Storia delle Arti Marziali


Le prime notizie storiche relative alle arti marziali risalgono al periodo della dinastia Chou (11° - 3° secolo a.C.).
Confucio, il grande maestro del pensiero cinese, vissuto fra il sesto ed il quinto secolo avanti Cristo, invitava i giovani non solo a studiare il libri classici, ma a praticare le arti marziali.
Egli si riferiva in particolare al tiro con l’arco ed alle corse con i carri da guerra, ma in quell’epoca caratterizzata da continue lotte fra i feudatari esistevano numerose altre arti marziali come la scherma e delle forme di pugilato denominate Wu-i o Chi-chi.
Secondo Ssu Ma Chien, storico vissuto durante la dinastia Han, il Chi-chi era sviluppato in particolar modo nello stato di Ch’i, i cui abitanti erano abilissimi nella lotta corpo a corpo.

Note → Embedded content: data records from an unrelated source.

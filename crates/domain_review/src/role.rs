//! Desk roles
//!
//! Roles arrive in the session token as lowercase strings. Unknown role
//! strings are dropped on parse; they grant nothing.

use serde::{Deserialize, Serialize};

#[derive(Debug, Clone, Copy, PartialEq, Eq, Hash, Serialize, Deserialize)]
pub enum Role {
    #[serde(rename = "vendedor")]
    Vendedor,
    #[serde(rename = "vendedor-sup")]
    VendedorSup,
    #[serde(rename = "subscritor")]
    Subscritor,
    #[serde(rename = "subscritor-med")]
    SubscritorMed,
    #[serde(rename = "subscritor-sup")]
    SubscritorSup,
    #[serde(rename = "admin")]
    Admin,
}

impl Role {
    pub fn parse(value: &str) -> Option<Self> {
        match value.trim().to_lowercase().as_str() {
            "vendedor" => Some(Self::Vendedor),
            "vendedor-sup" => Some(Self::VendedorSup),
            "subscritor" => Some(Self::Subscritor),
            "subscritor-med" => Some(Self::SubscritorMed),
            "subscritor-sup" => Some(Self::SubscritorSup),
            "admin" => Some(Self::Admin),
            _ => None,
        }
    }

    /// Parses a token's role list, dropping anything unrecognized.
    pub fn parse_all<S: AsRef<str>>(values: &[S]) -> Vec<Self> {
        values.iter().filter_map(|v| Self::parse(v.as_ref())).collect()
    }

    pub fn as_str(self) -> &'static str {
        match self {
            Self::Vendedor => "vendedor",
            Self::VendedorSup => "vendedor-sup",
            Self::Subscritor => "subscritor",
            Self::SubscritorMed => "subscritor-med",
            Self::SubscritorSup => "subscritor-sup",
            Self::Admin => "admin",
        }
    }
}

/// True when any held role is among the allowed ones.
pub fn has_any(held: &[Role], allowed: &[Role]) -> bool {
    held.iter().any(|role| allowed.contains(role))
}
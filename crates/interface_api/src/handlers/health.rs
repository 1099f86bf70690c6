//! Health check handlers

use axum::{extract::State, http::StatusCode, Json};
use serde::Serialize;

use core_kernel::AdapterHealth;

use crate::AppState;

#[derive(Serialize)]
pub struct HealthResponse {
    pub status: String,
    pub version: String,
}

/// Health check endpoint
pub async fn health_check() -> Json<HealthResponse> {
    Json(HealthResponse {
        status: "healthy".to_string(),
        version: env!("CARGO_PKG_VERSION").to_string(),
    })
}

/// Readiness check (probes the proposal service)
pub async fn readiness_check(
    State(state): State<AppState>,
) -> Result<Json<HealthResponse>, StatusCode> {
    let result = state.ports.proposals.health_check().await;
    if result.status == AdapterHealth::Unhealthy {
        tracing::warn!(
            adapter = %result.adapter_id,
            message = result.message.as_deref().unwrap_or("-"),
            "readiness probe failed"
        );
        return Err(StatusCode::SERVICE_UNAVAILABLE);
    }

    Ok(Json(HealthResponse {
        status: "ready".to_string(),
        version: env!("CARGO_PKG_VERSION").to_string(),
    }))
}
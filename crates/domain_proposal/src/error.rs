//! Proposal domain errors

use thiserror::Error;

use crate::validation::ValidationResult;

/// Errors produced by proposal operations.
#[derive(Debug, Error)]
pub enum ProposalError {
    /// Input failed the desk's local rules; no upstream call was made.
    #[error("dados inválidos")]
    Validation(ValidationResult),

    #[error("proposta não encontrada: {0}")]
    NotFound(String),

    #[error(transparent)]
    Port(#[from] core_kernel::PortError),
}

impl ProposalError {
    pub fn validation(result: ValidationResult) -> Self {
        Self::Validation(result)
    }
}
//! Proposal lifecycle statuses
//!
//! Status codes mirror the upstream `SituacaoProposta` domain group. Only the
//! codes the desk acts on get a named variant; every other code is carried as
//! `Other` so listings never lose information.

use serde::{Deserialize, Deserializer, Serialize, Serializer};

/// Lifecycle status of a proposal as tracked by the upstream policy system.
///
/// The numeric codes are the upstream's contract and must not be renumbered.
#[derive(Debug, Clone, Copy, PartialEq, Eq, Hash)]
pub enum ProposalStatus {
    /// 4 - DPS signed, waiting for the medical (MIP) underwriting verdict
    AwaitingMedicalAnalysis,
    /// 5 - underwriting requested complementary documents
    AwaitingComplement,
    /// 6 - MIP report approved
    MedicalApproved,
    /// 10 - waiting for the proponent to fill out the DPS
    AwaitingFillout,
    /// 21 - DPS signed
    Signed,
    /// 29 - DFI report uploaded, waiting for the property verdict
    AwaitingDfiAnalysis,
    /// 35 - DFI report approved
    DfiApproved,
    /// 36 - DFI report rejected
    DfiRejected,
    /// 37 - MIP report rejected
    MedicalRejected,
    /// Any upstream code the desk does not act on
    Other(i32),
}

impl ProposalStatus {
    pub fn from_code(code: i32) -> Self {
        match code {
            4 => Self::AwaitingMedicalAnalysis,
            5 => Self::AwaitingComplement,
            6 => Self::MedicalApproved,
            10 => Self::AwaitingFillout,
            21 => Self::Signed,
            29 => Self::AwaitingDfiAnalysis,
            35 => Self::DfiApproved,
            36 => Self::DfiRejected,
            37 => Self::MedicalRejected,
            other => Self::Other(other),
        }
    }

    pub fn code(self) -> i32 {
        match self {
            Self::AwaitingMedicalAnalysis => 4,
            Self::AwaitingComplement => 5,
            Self::MedicalApproved => 6,
            Self::AwaitingFillout => 10,
            Self::Signed => 21,
            Self::AwaitingDfiAnalysis => 29,
            Self::DfiApproved => 35,
            Self::DfiRejected => 36,
            Self::MedicalRejected => 37,
            Self::Other(code) => code,
        }
    }

    /// Local pt-BR label for the codes the desk knows. Unknown codes fall
    /// back to the label carried by the `SituacaoProposta` lookup.
    pub fn label(self) -> Option<&'static str> {
        match self {
            Self::AwaitingMedicalAnalysis => Some("Aguardando análise DPS"),
            Self::AwaitingComplement => Some("Aguardando complemento"),
            Self::MedicalApproved => Some("MIP aprovada"),
            Self::AwaitingFillout => Some("Aguardando preenchimento"),
            Self::Signed => Some("DPS assinada"),
            Self::AwaitingDfiAnalysis => Some("Aguardando análise DFI"),
            Self::DfiApproved => Some("DFI aprovada"),
            Self::DfiRejected => Some("DFI negada"),
            Self::MedicalRejected => Some("MIP negada"),
            Self::Other(_) => None,
        }
    }

    /// Transitions this desk itself issues against the upstream.
    ///
    /// The upstream remains authoritative and may allow more; this set is
    /// what the review, conclude, sign and complement actions produce.
    pub fn can_transition_to(self, target: ProposalStatus) -> bool {
        use ProposalStatus::*;
        matches!(
            (self, target),
            (AwaitingFillout, Signed)
                | (Signed, AwaitingMedicalAnalysis)
                | (Signed, AwaitingDfiAnalysis)
                | (AwaitingComplement, AwaitingMedicalAnalysis)
                | (AwaitingComplement, AwaitingComplement)
                | (AwaitingMedicalAnalysis, MedicalApproved)
                | (AwaitingMedicalAnalysis, MedicalRejected)
                | (AwaitingMedicalAnalysis, AwaitingComplement)
                | (MedicalApproved, AwaitingDfiAnalysis)
                | (AwaitingDfiAnalysis, DfiApproved)
                | (AwaitingDfiAnalysis, DfiRejected)
        )
    }

    /// The automatic signature event carries no human actor in the history.
    pub fn is_system_event(self) -> bool {
        matches!(self, Self::Signed)
    }
}

impl Serialize for ProposalStatus {
    fn serialize<S: Serializer>(&self, serializer: S) -> Result<S::Ok, S::Error> {
        serializer.serialize_i32(self.code())
    }
}

impl<'de> Deserialize<'de> for ProposalStatus {
    fn deserialize<D: Deserializer<'de>>(deserializer: D) -> Result<Self, D::Error> {
        let code = i32::deserialize(deserializer)?;
        Ok(ProposalStatus::from_code(code))
    }
}

impl std::fmt::Display for ProposalStatus {
    fn fmt(&self, f: &mut std::fmt::Formatter<'_>) -> std::fmt::Result {
        match self.label() {
            Some(label) => write!(f, "{} ({})", label, self.code()),
            None => write!(f, "situação {}", self.code()),
        }
    }
}

/// Coverage track a report or status change belongs to.
///
/// Rides the wire as the literal `MIP` / `DFI` strings, both as the document
/// type filter and as the `type` field of status changes.
#[derive(Debug, Clone, Copy, PartialEq, Eq, Hash, Serialize, Deserialize)]
#[serde(rename_all = "UPPERCASE")]
pub enum CoverageTrack {
    Mip,
    Dfi,
}

impl CoverageTrack {
    pub fn code(self) -> &'static str {
        match self {
            Self::Mip => "MIP",
            Self::Dfi => "DFI",
        }
    }
}

impl std::fmt::Display for CoverageTrack {
    fn fmt(&self, f: &mut std::fmt::Formatter<'_>) -> std::fmt::Result {
        f.write_str(self.code())
    }
}

impl std::str::FromStr for CoverageTrack {
    type Err = core_kernel::CoreError;

    fn from_str(s: &str) -> Result<Self, Self::Err> {
        match s.to_ascii_uppercase().as_str() {
            "MIP" => Ok(Self::Mip),
            "DFI" => Ok(Self::Dfi),
            other => Err(core_kernel::CoreError::validation(format!(
                "tipo de laudo desconhecido: {other}"
            ))),
        }
    }
}
//! `ReportStore` over the upstream document endpoints

use async_trait::async_trait;
use core_kernel::{DocumentId, PortError, ProposalId};
use domain_proposal::status::CoverageTrack;
use domain_review::document::ReportDocument;
use domain_review::ports::ReportStore;
use domain_review::upload::DocumentUpload;

use crate::client::{accept, optional, Envelope, ProposalApiGateway};
use crate::dto::{DocumentDto, UploadDocumentBody};

#[async_trait]
impl ReportStore for ProposalApiGateway {
    async fn documents(
        &self,
        token: &str,
        id: ProposalId,
        track: CoverageTrack,
    ) -> Result<Vec<ReportDocument>, PortError> {
        let path = format!("v1/Proposal/{}/document/all", id.as_uuid());
        let params = [("documentType", track.code().to_string())];
        let envelope: Envelope<Vec<DocumentDto>> = self.get(token, &path, &params).await?;
        Ok(optional(envelope)?
            .unwrap_or_default()
            .into_iter()
            .map(DocumentDto::into_domain)
            .collect())
    }

    async fn upload(
        &self,
        token: &str,
        id: ProposalId,
        track: CoverageTrack,
        upload: &DocumentUpload,
    ) -> Result<(), PortError> {
        let path = format!("v1/Proposal/{}/document", id.as_uuid());
        let body = UploadDocumentBody {
            document_name: &upload.document_name,
            description: upload.description(track),
            string_base64: &upload.content,
        };
        let envelope: Envelope<serde_json::Value> = self.post(token, &path, Some(&body)).await?;
        accept(envelope)
    }

    async fn archive_content(
        &self,
        token: &str,
        document: DocumentId,
    ) -> Result<Option<String>, PortError> {
        let path = format!("v1/Proposal/document/{}", document.as_uuid());
        let envelope: Envelope<String> = self.get(token, &path, &[]).await?;
        // Blank payloads stay as-is; deciding what "missing" means is the
        // review domain's call.
        optional(envelope)
    }

    async fn delete_archive(&self, token: &str, document: DocumentId) -> Result<(), PortError> {
        let path = format!("v1/Proposal/document/{}", document.as_uuid());
        let envelope: Envelope<serde_json::Value> = self.delete(token, &path).await?;
        accept(envelope)
    }
}
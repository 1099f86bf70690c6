//! Proposal Domain
//!
//! This crate models housing-credit life insurance proposals as the desk
//! works with them: lifecycle statuses, the DPS fill-out flow with its
//! health declaration, and the interaction history shown to analysts.
//!
//! # Lifecycle Model
//!
//! A proposal advances along two coverage tracks that share one history:
//!
//! - **MIP** (death and disability): the proposal's main status. From
//!   fill-out (10) it is signed (21), sent for medical analysis (4),
//!   possibly returned for complement (5), and finally approved (6) or
//!   rejected (37).
//! - **DFI** (physical damage to the property): a parallel status carried
//!   separately. It starts when DFI reports are concluded (29) and ends
//!   approved (35) or rejected (36).
//!
//! Every transition is appended to the proposal's interaction history, so
//! the timeline screen replays both tracks in order.
//!
//! # Examples
//!
//! ```rust
//! use domain_proposal::status::ProposalStatus;
//!
//! let status = ProposalStatus::AwaitingFillout;
//! assert!(status.can_transition_to(ProposalStatus::Signed));
//! assert_eq!(status.label(), Some("Aguardando preenchimento"));
//!
//! // Medical analysis can go either way, or ask for more documents.
//! let under_review = ProposalStatus::AwaitingMedicalAnalysis;
//! assert!(under_review.can_transition_to(ProposalStatus::MedicalApproved));
//! assert!(under_review.can_transition_to(ProposalStatus::MedicalRejected));
//! assert!(under_review.can_transition_to(ProposalStatus::AwaitingComplement));
//! ```

pub mod error;
pub mod fillout;
pub mod health;
pub mod interaction;
pub mod ports;
pub mod proposal;
pub mod status;
pub mod validation;

pub use error::ProposalError;
pub use fillout::{FilloutService, FilloutStep, FilloutView, HealthSubmissionOutcome, SignOutcome};
pub use health::{
    ConditionAnswer, HealthAnswer, HealthFormSubmission, HealthQuestion, PrefilledHealthForm,
    HEALTH_QUESTIONNAIRE,
};
pub use interaction::{Interaction, InteractionActor, InteractionView};
pub use ports::{
    CanceledQuery, CreateProposalRequest, DomainGroup, LookupPort, Page, ProposalDirectory,
    ProposalQuery, StatusChangeRequest,
};
pub use proposal::{
    Address, Customer, LookupRef, ParticipantKind, ProductRef, Proposal, ProposalSummary,
    StatusRef,
};
pub use status::{CoverageTrack, ProposalStatus};
pub use validation::{FieldError, ProposalDraft, ProposalValidator, ValidationResult};
#[cfg(any(test, feature = "mock"))]
pub use ports::mock::{MockLookupPort, MockProposalDirectory, SignFailure};
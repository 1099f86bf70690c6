//! Proposal interaction history
//!
//! History entries arrive from the upstream in one canonical shape and are
//! shaped here for display: sequence number, status label, actor and the
//! `HH:MM - DD/MM/YYYY` timestamp in América/São Paulo time.

use chrono::{DateTime, Utc};
use core_kernel::format_history_timestamp;
use serde::{Deserialize, Serialize};

use crate::status::ProposalStatus;

/// Label shown for the automatic signature event, which has no human actor.
pub const SYSTEM_ACTOR_LABEL: &str = "SISTEM";

/// A history entry as returned by the upstream.
#[derive(Debug, Clone, Serialize, Deserialize, PartialEq)]
#[serde(rename_all = "camelCase")]
pub struct Interaction {
    pub status_id: i32,
    pub description: String,
    pub created: DateTime<Utc>,
    #[serde(default, skip_serializing_if = "Option::is_none")]
    pub actor: Option<InteractionActor>,
}

/// Who performed the interaction, when the upstream recorded it.
#[derive(Debug, Clone, Serialize, Deserialize, PartialEq)]
#[serde(rename_all = "camelCase")]
pub struct InteractionActor {
    pub name: String,
    #[serde(default, skip_serializing_if = "Option::is_none")]
    pub email: Option<String>,
}

impl Interaction {
    pub fn status(&self) -> ProposalStatus {
        ProposalStatus::from_code(self.status_id)
    }
}

/// A history entry shaped for display.
#[derive(Debug, Clone, Serialize, PartialEq)]
#[serde(rename_all = "camelCase")]
pub struct InteractionView {
    pub sequence: usize,
    pub status_id: i32,
    pub status_label: String,
    pub description: String,
    #[serde(skip_serializing_if = "Option::is_none")]
    pub actor: Option<String>,
    pub timestamp: String,
}

/// Shapes the history for the interactions panel.
///
/// Entries with a blank description are skipped, matching the panel's
/// rendering. Sequence numbers restart from 1 after the skip.
pub fn present_history(history: &[Interaction]) -> Vec<InteractionView> {
    history
        .iter()
        .filter(|entry| !entry.description.trim().is_empty())
        .enumerate()
        .map(|(index, entry)| {
            let status = entry.status();
            let actor = if status.is_system_event() {
                Some(SYSTEM_ACTOR_LABEL.to_string())
            } else {
                entry.actor.as_ref().map(|a| a.name.clone())
            };
            InteractionView {
                sequence: index + 1,
                status_id: entry.status_id,
                status_label: status
                    .label()
                    .map(str::to_string)
                    .unwrap_or_else(|| format!("Situação {}", entry.status_id)),
                description: entry.description.clone(),
                actor,
                timestamp: format_history_timestamp(entry.created),
            }
        })
        .collect()
}

/// A complement note may only be added while the proposal awaits complement.
pub fn can_add_interaction(status: ProposalStatus) -> bool {
    status == ProposalStatus::AwaitingComplement
}

/// Whether the proposal has ever passed through the given status.
pub fn history_contains(history: &[Interaction], status: ProposalStatus) -> bool {
    history.iter().any(|entry| entry.status() == status)
}
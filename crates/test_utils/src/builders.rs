//! Test Data Builders
//!
//! Builder patterns for constructing test data with sensible defaults.
//! Tests specify only the fields they care about; everything else comes from
//! the fixtures.

use chrono::NaiveDate;
use core_kernel::{Money, OperationNumber, ProposalId};

use domain_operation::Operation;
use domain_proposal::{
    Customer, Interaction, InteractionActor, ParticipantKind, Proposal, ProposalStatus, StatusRef,
};
use uuid::Uuid;

use crate::fixtures::{CpfFixtures, LookupFixtures, MoneyFixtures, TemporalFixtures};

/// Builder for proposal read models
pub struct ProposalBuilder {
    uid: ProposalId,
    code: String,
    status: ProposalStatus,
    dfi_status: Option<ProposalStatus>,
    document: String,
    name: String,
    email: String,
    birthdate: Option<NaiveDate>,
    capital_mip: Option<Money>,
    capital_dfi: Option<Money>,
    operation_value: Option<Money>,
    deadline_months: Option<u32>,
    property_type_id: Option<i32>,
    participant_type: Option<ParticipantKind>,
    contract_number: Option<OperationNumber>,
    history: Vec<Interaction>,
}

impl Default for ProposalBuilder {
    fn default() -> Self {
        Self::new()
    }
}

impl ProposalBuilder {
    /// Creates a new builder: a principal proposal awaiting fill-out, with
    /// the default capitals and a single creation entry in its history.
    pub fn new() -> Self {
        Self {
            uid: ProposalId::new(),
            code: "P-0A1B2C3D".to_string(),
            status: ProposalStatus::AwaitingFillout,
            dfi_status: None,
            document: CpfFixtures::principal().to_string(),
            name: "Ana Beatriz Souza".to_string(),
            email: "ana.souza@example.com.br".to_string(),
            birthdate: Some(TemporalFixtures::birthdate()),
            capital_mip: Some(MoneyFixtures::capital_mip()),
            capital_dfi: Some(MoneyFixtures::capital_dfi()),
            operation_value: Some(MoneyFixtures::operation_value()),
            deadline_months: Some(240),
            property_type_id: Some(1),
            participant_type: Some(ParticipantKind::Principal),
            contract_number: Some(OperationNumber::new("0230456789")),
            history: vec![Interaction {
                status_id: ProposalStatus::AwaitingFillout.code(),
                description: "Proposta criada".to_string(),
                created: TemporalFixtures::created(),
                actor: None,
            }],
        }
    }

    /// Sets the proposal UID
    pub fn with_uid(mut self, uid: ProposalId) -> Self {
        self.uid = uid;
        self
    }

    /// Sets the MIP-lane status
    pub fn with_status(mut self, status: ProposalStatus) -> Self {
        self.status = status;
        self
    }

    /// Sets the DFI-lane status
    pub fn with_dfi_status(mut self, status: ProposalStatus) -> Self {
        self.dfi_status = Some(status);
        self
    }

    /// Sets the proponent document
    pub fn with_document(mut self, document: impl Into<String>) -> Self {
        self.document = document.into();
        self
    }

    /// Sets the proponent name
    pub fn with_name(mut self, name: impl Into<String>) -> Self {
        self.name = name.into();
        self
    }

    /// Sets the proponent birth date
    pub fn with_birthdate(mut self, birthdate: NaiveDate) -> Self {
        self.birthdate = Some(birthdate);
        self
    }

    /// Sets the MIP capital
    pub fn with_capital_mip(mut self, capital: Money) -> Self {
        self.capital_mip = Some(capital);
        self
    }

    /// Sets the DFI capital
    pub fn with_capital_dfi(mut self, capital: Money) -> Self {
        self.capital_dfi = Some(capital);
        self
    }

    /// Sets the financed amount
    pub fn with_operation_value(mut self, value: Money) -> Self {
        self.operation_value = Some(value);
        self
    }

    /// Sets the deadline in months
    pub fn with_deadline_months(mut self, months: u32) -> Self {
        self.deadline_months = Some(months);
        self
    }

    /// Sets the property type
    pub fn with_property_type(mut self, id: i32) -> Self {
        self.property_type_id = Some(id);
        self
    }

    /// Marks the proposal as a co-participant of the given contract
    pub fn as_co_participant(mut self, contract: &str) -> Self {
        self.participant_type = Some(ParticipantKind::CoParticipant);
        self.contract_number = Some(OperationNumber::new(contract));
        self.document = CpfFixtures::co_participant().to_string();
        self.name = "Carlos Eduardo Lima".to_string();
        self.email = "carlos.lima@example.com.br".to_string();
        self
    }

    /// Sets the contract number
    pub fn with_contract_number(mut self, contract: &str) -> Self {
        self.contract_number = Some(OperationNumber::new(contract));
        self
    }

    /// Replaces the history
    pub fn with_history(mut self, history: Vec<Interaction>) -> Self {
        self.history = history;
        self
    }

    /// Appends a history entry
    pub fn with_history_entry(
        mut self,
        status: ProposalStatus,
        description: impl Into<String>,
        actor: Option<&str>,
    ) -> Self {
        self.history.push(Interaction {
            status_id: status.code(),
            description: description.into(),
            created: TemporalFixtures::created(),
            actor: actor.map(|name| InteractionActor {
                name: name.to_string(),
                email: None,
            }),
        });
        self
    }

    /// Builds the proposal
    pub fn build(self) -> Proposal {
        Proposal {
            uid: self.uid,
            code: self.code,
            customer: Customer {
                uid: Some(Uuid::new_v4()),
                document: self.document,
                name: self.name,
                social_name: None,
                email: self.email,
                birthdate: self.birthdate,
            },
            product: LookupFixtures::product(),
            kind: LookupFixtures::kind(),
            lmi: LookupFixtures::lmi(),
            status: StatusRef::from(self.status),
            dfi_status: self.dfi_status.map(StatusRef::from),
            capital_mip: self.capital_mip,
            capital_dfi: self.capital_dfi,
            operation_value: self.operation_value,
            deadline_months: self.deadline_months,
            property_type_id: self.property_type_id,
            address: None,
            participant_type: self.participant_type,
            contract_number: self.contract_number,
            created: TemporalFixtures::created(),
            history: self.history,
        }
    }
}

/// Builder for operations (contracts with their participant proposals)
pub struct OperationBuilder {
    contract_number: OperationNumber,
    sales_channel_uid: Option<Uuid>,
    total_participants_expected: Option<u32>,
    participants: Vec<Proposal>,
}

impl Default for OperationBuilder {
    fn default() -> Self {
        Self::new("0230456789")
    }
}

impl OperationBuilder {
    pub fn new(contract: &str) -> Self {
        Self {
            contract_number: OperationNumber::new(contract),
            sales_channel_uid: None,
            total_participants_expected: Some(2),
            participants: Vec::new(),
        }
    }

    /// Sets the expected participant count
    pub fn with_expected(mut self, total: u32) -> Self {
        self.total_participants_expected = Some(total);
        self
    }

    /// Adds a participant, stamping it with this operation's contract number
    pub fn with_participant(mut self, proposal: Proposal) -> Self {
        let mut proposal = proposal;
        proposal.contract_number = Some(self.contract_number.clone());
        self.participants.push(proposal);
        self
    }

    /// Builds the operation. When no participant was added, a default
    /// principal awaiting fill-out is supplied.
    pub fn build(mut self) -> Operation {
        if self.participants.is_empty() {
            self = self.with_participant(ProposalBuilder::new().build());
        }
        Operation {
            contract_number: self.contract_number,
            sales_channel_uid: self.sales_channel_uid,
            total_participants_expected: self.total_participants_expected,
            participants: self.participants,
        }
    }
}
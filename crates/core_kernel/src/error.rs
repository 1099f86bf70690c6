//! Core error types used across the system

use thiserror::Error;
use crate::cpf::CpfError;
use crate::money::MoneyError;
use crate::temporal::TemporalError;

/// Core error type for the kernel
#[derive(Debug, Error)]
pub enum CoreError {
    #[error("Money error: {0}")]
    Money(#[from] MoneyError),

    #[error("CPF error: {0}")]
    Cpf(#[from] CpfError),

    #[error("Temporal error: {0}")]
    Temporal(#[from] TemporalError),

    #[error("Validation error: {0}")]
    Validation(String),

    #[error("Invalid state transition: {0}")]
    InvalidStateTransition(String),

    #[error("Not found: {0}")]
    NotFound(String),

    #[error("Configuration error: {0}")]
    Configuration(String),
}

impl CoreError {
    pub fn validation(message: impl Into<String>) -> Self {
        CoreError::Validation(message.into())
    }

    pub fn invalid_state(message: impl Into<String>) -> Self {
        CoreError::InvalidStateTransition(message.into())
    }

    pub fn not_found(message: impl Into<String>) -> Self {
        CoreError::NotFound(message.into())
    }
}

Dal quinto al terzo secolo avanti Cristo, dopo la sparizione dei feudi minori sopraffatti da quelli maggiori, la Cina era suddivisa in vari stati in continua lotta fra di loro; quest’epoca è denominata “degli Stati combattenti”, ed è caratterizzata dalla presenza degli Yu Hsieh (otto immortali del taoismo) o cavalieri erranti, militari di professione e quindi esperti di arti marziali che si mettevano a disposizione di chiunque era disposto a sostenere la spesa dei loro servizi.
Ssu Ma Chien nei suoi Documenti Storici descrive i cavalieri erranti cosi:

"Le loro parole erano sempre sincere e degne di fiducia, le loro azioni  sempre rapide e decise. Compivano ciò che avevano promesso e senza badare a se stessi si gettavano nei pericoli che minacciavano gli altri".

Nel 221 a.C. il principe Ch’in sconfisse gli altri stati combattenti e unificò la Cina assumendo il nome di Shih Huang Ti o Primo Augusto Imperatore.
Deposta geniale e crudele, Shih Huang Ti instaurò una politica di assolutismo e centralismo monarchico spazzando via ogni traccia di feudalesimo.
Fece costruire la Grande Muraglia, unificò i pesi, le misure, le monete e la scrittura, ma nello stesso tempo perseguitò gli intellettuali e ritenendo che la fedeltà alle tradizioni del passato potesse creare ostilità al suo sistema politico, fece bruciare tutti i libri, esclusi quelli di medicina, di agricoltura e di divinazione (I Ching).
Nel rogo andarono distrutti sicuramente anche i libri di arti marziali e questo spiega forse la scarsità di notizie sull’argomento giunte fino a noi.
Dopo la morte dell’imperatore scoppiò una rivolta contadina che porto al potere Liu Pang, fondatore della dinastia Han (206 a.C. – 220 d.C.).
Il regno di Han fu caratterizzato da prosperità, pace e sviluppo culturale.
In questo periodo si modellò in modo quasi definitivo la struttura politica, economica e culturale che l’impero conservò fino all’inizio del nostro secolo.
Durante la dinastia di Han il combattimento a mani nude era molto popolare e veniva chiamato Chi Ch’iao (abilitò e talento) o Shou Po (mano che colpisce a pugno).
Nel primo secolo dopo Cristo un famoso maestro di nome Kuo I ideò uno stile denominato Ch’ang Shou, ossia “lunga mano”, che alcuni considerano il diretto progenitore dello Shaolin.